マリーヌは不機嫌な表情を浮かべて、カメラの前に立った。さっきの不機嫌な表情は消える。

ドミニク役の撮影も同時にはじまる。

「シャルロット…ずっと待ってたよ。」

ドミニク役はブランシュ・オードランだ。私が初めて見る若手女優だ。彼女はボソボソ話していて声が小さい。何でこんな声の小さすぎる彼女が女優をやってるのか私には理解が出来ない。声が小さいので、何回もやり直しになる。それに対して、マリーヌや他の俳優も腹を立てる。

「ブランシュ、声はれないの?」

「声なら出してます。」

返答も声の小さいブランシュに対し、皆さらにイライラしていた。

「ブランシュ、あなたが何でこの映画のこの役に選ばれたか良く分からないけど、これは子供が楽しむようなお遊戯会じゃないの。私達はプロであって、声も命なの。どれかが欠けては演技とも言えないの。」

「これでも頑張って声を出してます。」

「次までにちゃんと声を出せるようにして。このシーンばかり撮ってたら撮影が進まないわ。他のシーンに切り替えて。」

ブランシュは何も話さずに、ただ落ち込んだ表情をした。マリーヌの方が女優としての魅力を感じる。しかしブランシュが黙ってるこの瞬間、誰にも持ってない魅力に私は惹かれる。今までにない存在。

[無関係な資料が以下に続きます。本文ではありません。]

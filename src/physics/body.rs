//! Sphere physics body.
//!
//! A [`PhysicsBody`] holds the full dynamic state of one simulated sphere.
//! It is mutated only by the engine's update pass or by explicit
//! force/impulse application; the engine never creates or destroys bodies on
//! its own.

use glam::Vec3;

/// Callback invoked with the other participant when this body collides.
pub type CollisionCallback = Box<dyn FnMut(&PhysicsBody)>;

/// One simulated sphere.
///
/// `mass` must be strictly positive; [`PhysicsEngine::add_body`] rejects
/// anything else so the engine never divides by an invalid mass.
/// `restitution` and `friction` are clamped into [0, 1] by the builder
/// setters.
///
/// [`PhysicsEngine::add_body`]: crate::physics::engine::PhysicsEngine::add_body
pub struct PhysicsBody {
    pub id: String,
    pub position: Vec3,
    pub velocity: Vec3,
    pub acceleration: Vec3,
    pub mass: f32,
    pub radius: f32,
    /// Static bodies never move and absorb no impulses.
    pub is_static: bool,
    /// Bounce coefficient in [0, 1]; a pair uses the minimum of the two.
    pub restitution: f32,
    /// Velocity damping coefficient in [0, 1], applied as `v *= 1 - f*dt`.
    pub friction: f32,
    pub on_collision: Option<CollisionCallback>,
}

impl PhysicsBody {
    /// Create a dynamic unit-mass body at rest.
    pub fn new(id: impl Into<String>, position: Vec3, radius: f32) -> Self {
        Self {
            id: id.into(),
            position,
            velocity: Vec3::ZERO,
            acceleration: Vec3::ZERO,
            mass: 1.0,
            radius,
            is_static: false,
            restitution: 0.5,
            friction: 0.0,
            on_collision: None,
        }
    }

    pub fn with_mass(mut self, mass: f32) -> Self {
        self.mass = mass;
        self
    }

    pub fn with_velocity(mut self, velocity: Vec3) -> Self {
        self.velocity = velocity;
        self
    }

    /// Mark the body as static: it never moves and ignores forces.
    pub fn with_static(mut self) -> Self {
        self.is_static = true;
        self
    }

    pub fn with_restitution(mut self, restitution: f32) -> Self {
        self.restitution = restitution.clamp(0.0, 1.0);
        self
    }

    pub fn with_friction(mut self, friction: f32) -> Self {
        self.friction = friction.clamp(0.0, 1.0);
        self
    }

    pub fn with_collision_callback(mut self, callback: CollisionCallback) -> Self {
        self.on_collision = Some(callback);
        self
    }
}

impl std::fmt::Debug for PhysicsBody {
    fn fmt(&self, f: &mut std::fmt::Formatter<'_>) -> std::fmt::Result {
        f.debug_struct("PhysicsBody")
            .field("id", &self.id)
            .field("position", &self.position)
            .field("velocity", &self.velocity)
            .field("acceleration", &self.acceleration)
            .field("mass", &self.mass)
            .field("radius", &self.radius)
            .field("is_static", &self.is_static)
            .field("restitution", &self.restitution)
            .field("friction", &self.friction)
            .field("on_collision", &self.on_collision.as_ref().map(|_| "fn"))
            .finish()
    }
}

#[cfg(test)]
mod tests {
    use super::*;

    #[test]
    fn test_new_body_defaults() {
        let body = PhysicsBody::new("ball", Vec3::new(1.0, 2.0, 3.0), 0.5);
        assert_eq!(body.id, "ball");
        assert_eq!(body.velocity, Vec3::ZERO);
        assert_eq!(body.acceleration, Vec3::ZERO);
        assert_eq!(body.mass, 1.0);
        assert!(!body.is_static);
        assert!(body.on_collision.is_none());
    }

    #[test]
    fn test_builder_clamps_coefficients() {
        let body = PhysicsBody::new("b", Vec3::ZERO, 1.0)
            .with_restitution(1.8)
            .with_friction(-0.3);
        assert_eq!(body.restitution, 1.0);
        assert_eq!(body.friction, 0.0);
    }

    #[test]
    fn test_with_static_flags_body() {
        let body = PhysicsBody::new("wall", Vec3::ZERO, 2.0).with_static();
        assert!(body.is_static);
    }
}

仕事が終わり、家に戻った。すると長い髪の毛が数本落ちていた。明らかに私の髪じゃなかったので、気持ちが悪い。だいたい誰なのか検討がつく。あの若い女に違いない。私がいないのを良いことにあの不倫相手の女はこの部屋を出入りしてた。旦那のいる時もいない時も。ドアが開く。

「うわっ!誰?」

「こっちのセリフよ。ここがどこか分かってるんでしょうね?」

若い女は驚いていた。驚いた表情が中々面白い。ブランシュもこの女くらい驚いた表情を演出出来れば良いけど。

「私が分からないなんて、博識のかけらもない品のない子ね。それでここに何しに来たの?もしかして忘れ物かしら?」

「そうよ。もうここはあんたの住む部屋じゃないわ。」

ついに本性を出した。中々面白みがある。これからどんなふうに扱うが楽しみだ。

「忘れ物ね。たくさん落としてたから返しとくわ。大事なものはちゃんと肌見放さず取っておいたら?」

大量の女の髪の毛を女の手にのせる。

「キャー、何よこれ?最低!」

「何これって言うけど、自分の大事な髪の毛じゃない。」

彼女に近づいて、匂いを嗅ぐ。 

「何よ。気持ち悪いんだよ!初対面で匂い嗅ぐなんて頭おかしいでしょ。」

「どこかで嗅いだことのある匂いね。最近、旦那がつけてる香水の匂いに近いわね。それにしても趣味の悪い香水ね。こんな香水したら部屋の雰囲気が台無しだわ。」

自分のお気に入りの香水を彼女に振りかけた。

「あんたの香水も趣味悪い。今の時代に合ってないわ。」

「あなたレベルの女性にはこの香水の良さが分からないでしょうね。」

「分かりたくもないわ。とにかくアルベールは私のものだから。もうあんたになんて興味はない。」

「それは本人の口から聞いてみないと分からないわね。妄想しようが自由だけど、妄想しすぎると痛い目にあいそうね。」

「妄想?アルベールは私の方に気があるのは事実よ。」

「言っとけば良いわ。とにかく次からハウスルールを守ってもらうわ。その趣味の悪い香水をやめることよ。」

彼女はキレて、ドアを思いっきり閉めた。

隣の奥さんが扉をノックする。

「昼から何の騒ぎかしら?心配になって来てみたわ。」

隣の奥さんはもちろん私がここに住んでることは誰にも話していない。

「旦那の不倫相手が一人で暴れてキレていただけよ。大したことじゃないわ。」

「それなら良かったけど。最近は物騒な事件が多いから、有名人のあなたもターゲットにされそうかと思ったのよ。」

今日も私の平凡な一日が終わる。